I don't think it does work, at least not without a very, very carefully crafted
setup and a host userspace that knows it must not use certain aspects of perf.
E.g. for PEBS, if the guest virtual counters don't map 1:1 to the "real" counters
in hardware, KVM+perf simply disables the counter.

And for top-down slots, getting anything remotely accurate requires pinning vCPUs
1:1 with pCPUs and enumerating an accurate toplogy to the guest:

The count is distributed among unhalted logical processors (hyper-threads) who
share the same physical core, in processors that support Intel Hyper-Threading
Technology.

Jumping the gun a bit (we're in the *super* early stages of scraping together a
rough PoC), but I think we should effectively put KVM's current vPMU support into
maintenance-only mode, i.e. stop adding new features unless they are *very* simple
to enable, and instead pursue an implementation that (a) lets userspace (and/or
the kernel builder) completely disable host perf (or possibly just host perf usage
of the hardware PMU) and (b) let KVM passthrough the entire hardware PMU when it
has been turned off in the host.

I.e. keep KVM's existing best-offset vPMU support, e.g. for setups where the
platform owner is also the VM ueer (running a Windows VM on a Linux box, hosting
a Linux VM in ChromeOS, etc...). But for anything advanced and for hard guarantees,
e.g. cloud providers that want to expose fully featured vPMU to customers, force
the platform owner to choose between using perf (or again, perf with hardware PMU)
in the host, and exposing the hardware PMU to the guest.

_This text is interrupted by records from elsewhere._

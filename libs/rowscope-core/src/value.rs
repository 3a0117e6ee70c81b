use std::fmt;

use uuid::Uuid;

/// Comparison value extracted from a row by a privilege selector.
///
/// The set of variants is closed on purpose: grants are persisted and
/// compared across processes, so every value must hash and serialize
/// identically everywhere.
#[derive(Debug, Clone, PartialEq, Eq, Hash, serde::Serialize, serde::Deserialize)]
#[serde(rename_all = "snake_case")]
pub enum PrivilegeValue {
    String(String),
    I64(i64),
    Uuid(Uuid),
    Bool(bool),
}

impl fmt::Display for PrivilegeValue {
    fn fmt(&self, f: &mut fmt::Formatter<'_>) -> fmt::Result {
        match self {
            PrivilegeValue::String(s) => write!(f, "{s}"),
            PrivilegeValue::I64(n) => write!(f, "{n}"),
            PrivilegeValue::Uuid(u) => write!(f, "{u}"),
            PrivilegeValue::Bool(b) => write!(f, "{b}"),
        }
    }
}

impl From<String> for PrivilegeValue {
    fn from(value: String) -> Self {
        PrivilegeValue::String(value)
    }
}

impl From<&str> for PrivilegeValue {
    fn from(value: &str) -> Self {
        PrivilegeValue::String(value.to_owned())
    }
}

impl From<i64> for PrivilegeValue {
    fn from(value: i64) -> Self {
        PrivilegeValue::I64(value)
    }
}

impl From<Uuid> for PrivilegeValue {
    fn from(value: Uuid) -> Self {
        PrivilegeValue::Uuid(value)
    }
}

impl From<bool> for PrivilegeValue {
    fn from(value: bool) -> Self {
        PrivilegeValue::Bool(value)
    }
}

#[cfg(test)]
mod tests {
    use super::*;

    #[test]
    fn display_renders_inner_value() {
        assert_eq!(PrivilegeValue::from("Beijing").to_string(), "Beijing");
        assert_eq!(PrivilegeValue::from(42_i64).to_string(), "42");
        assert_eq!(PrivilegeValue::from(true).to_string(), "true");
    }

    #[test]
    fn variants_of_different_kinds_are_not_equal() {
        assert_ne!(
            PrivilegeValue::from("1"),
            PrivilegeValue::from(1_i64),
            "string and integer values must never compare equal"
        );
    }

    #[test]
    fn serde_roundtrip() {
        let original = PrivilegeValue::Uuid(Uuid::new_v4());
        let json = serde_json::to_string(&original).unwrap();
        let back: PrivilegeValue = serde_json::from_str(&json).unwrap();
        assert_eq!(back, original);
    }

    #[test]
    fn serde_uses_snake_case_tags() {
        let json = serde_json::to_string(&PrivilegeValue::from("x")).unwrap();
        assert!(json.contains(r#""string""#));
    }
}
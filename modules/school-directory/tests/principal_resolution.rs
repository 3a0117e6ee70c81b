#![allow(clippy::unwrap_used, clippy::expect_used)]
//! Full pipeline: credential resolution through [`CachingPrincipalSource`]
//! down to filtered directory queries.

use std::sync::Arc;

use async_trait::async_trait;
use sea_orm::Database;

use rowscope_auth::{AuthError, CachingPrincipalSource, Credentials, PrincipalSource};
use rowscope_core::PrincipalContext;
use school_directory::seed::{init_schema, seed_demo_data};
use school_directory::{DirectoryRepository, data_privilege_settings};

/// Static account table standing in for a real user store.
struct DemoAccounts;

#[async_trait]
impl PrincipalSource for DemoAccounts {
    async fn resolve_principal(
        &self,
        credentials: &Credentials,
    ) -> Result<PrincipalContext, AuthError> {
        if credentials.secret != "000000" {
            return Err(AuthError::InvalidCredentials {
                account: credentials.account.clone(),
            });
        }
        match credentials.account.as_str() {
            "admin" => Ok(PrincipalContext::builder().account("admin").build()),
            "beijing-clerk" => Ok(PrincipalContext::builder()
                .account("beijing-clerk")
                .add_grant("city", "Beijing")
                .add_grant("school", "Beijing No.1 High School")
                .build()),
            other => Err(AuthError::PrincipalUnresolved {
                account: other.to_owned(),
            }),
        }
    }
}

async fn setup_repo() -> DirectoryRepository {
    let conn = Database::connect("sqlite::memory:")
        .await
        .expect("connect in-memory sqlite");
    init_schema(&conn).await.expect("create schema");
    seed_demo_data(&conn).await.expect("seed demo rows");
    let registry = Arc::new(data_privilege_settings().expect("build registry"));
    DirectoryRepository::new(conn, registry)
}

#[tokio::test]
async fn resolved_grants_drive_the_query_filter() {
    let repo = setup_repo().await;
    let source = CachingPrincipalSource::new(DemoAccounts);

    source
        .resolve_principal(&Credentials::new("beijing-clerk", "000000"))
        .await
        .unwrap();
    let clerk = source.principal_or_anonymous("beijing-clerk").await;

    let cities = repo.list_cities(&clerk).await.unwrap();
    assert_eq!(cities.len(), 1);
    assert_eq!(cities[0].name, "Beijing");

    let schools = repo.list_schools_in_granted_cities(&clerk).await.unwrap();
    assert_eq!(schools.len(), 1);
    assert_eq!(schools[0].school_name, "Beijing No.1 High School");
}

#[tokio::test]
async fn admin_without_grant_entries_sees_everything() {
    let repo = setup_repo().await;
    let source = CachingPrincipalSource::new(DemoAccounts);

    source
        .resolve_principal(&Credentials::new("admin", "000000"))
        .await
        .unwrap();
    let admin = source.principal_or_anonymous("admin").await;

    assert_eq!(repo.list_cities(&admin).await.unwrap().len(), 2);
    assert_eq!(repo.list_schools(&admin).await.unwrap().len(), 2);
    assert_eq!(repo.list_majors(&admin).await.unwrap().len(), 2);
}

#[tokio::test]
async fn unresolved_account_falls_back_to_deny() {
    let repo = setup_repo().await;
    let source = CachingPrincipalSource::new(DemoAccounts);

    // Never logged in and no reload store: the safe fallback is the
    // anonymous context, which denies all privileged types.
    let ghost = source.principal_or_anonymous("ghost").await;
    assert!(!ghost.is_authenticated());

    assert!(repo.list_cities(&ghost).await.unwrap().is_empty());
    assert!(repo.list_majors(&ghost).await.unwrap().is_empty());

    // Unprivileged types remain readable even then.
    assert_eq!(repo.list_students(&ghost).await.unwrap().len(), 2);
}
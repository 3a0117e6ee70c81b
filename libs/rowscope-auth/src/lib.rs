//! Principal resolution boundary for privilege filtering.
//!
//! The filter core consumes a [`PrincipalContext`](rowscope_core::PrincipalContext);
//! this crate defines how one is produced: a [`PrincipalSource`] verifies
//! credentials, a [`CachingPrincipalSource`] caches resolved contexts per
//! account, and an optional [`PrincipalStore`] repopulates grants from
//! durable storage when the cache misses.
//!
//! Token formats, session transports, and credential storage live outside
//! this crate.

mod error;
mod source;
mod traits;

pub use error::AuthError;
pub use source::CachingPrincipalSource;
pub use traits::{Credentials, PrincipalSource, PrincipalStore};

Hardware vendors are pushing us in the direction whether we like it or not, e.g.
SNP and TDX want to disallow profiling the guest from the host, ARM has an
upcoming PMU model where (IIUC) it can't be virtualized without a passthrough
approach, Intel's hybrid CPUs are a complete trainwreck unless vCPUs are pinned,
and virtualizing things like top-down slots, PEBS, and LBRs in the shared model
requires an absurd amount of complexity throughout the kernel and userspace.

Note, a similar idea was floated and rejected in the past[*], but that failed
proposal tried to retain host perf+PMU functionality by making the behavior dynamic,
which I agree would create an awful ABI for the host. If we make the "knob" a
Kconfig or kernel param, i.e. require the platform owner to opt-out of using perf
no later than at boot time, then I think we can provide a sane ABI, keep the
implementation simple, all without breaking existing users that utilize perf in
the host to profile guests.

[*] https://lore.kernel.org/all/CALMp9eRBOmwz=mspp0m5Q093K3rMUeAsF3vEL39MGV5Br9wEQQ@mail.gmail.com

2023-09-28 17:49:55

by Mi, Dapeng

[permalink] [raw]
Subject: Re: [Patch v4 07/13] perf/x86: Add constraint for guest perf metrics event


On 9/28/2023 1:27 AM, Sean Christopherson wrote:
> +Jim, David, and Mingwei
>
> On Wed, Sep 27, 2023, Peter Zijlstra wrote:
>> On Wed, Sep 27, 2023 at 11:31:18AM +0800, Dapeng Mi wrote:
>>> When guest wants to use PERF_METRICS MSR, a virtual metrics event needs
>>> to be created in the perf subsystem so that the guest can have exclusive
>>> ownership of the PERF_METRICS MSR.
>> Urgh, can someone please remind me how all that is supposed to work
>> again? The guest is just a task that wants the event. If the
>> host creates a CPU event, then that gets scheduled with higher priority
>> and the task looses out, no joy.


It looks I used the inaccurate words in the comments. Yes, it's not
*exclusive* from host's point view.  Currently the perf events created
by KVM are task-pinned events, they are indeed possible to be preempted
by CPU-pinned host events which have higher priority. This is a long
term issue which vPMU encountered. We ever have some internal discussion
about this issue, but it seems we don't have a good way to solve this
issue thoroughly in current vPMU framework.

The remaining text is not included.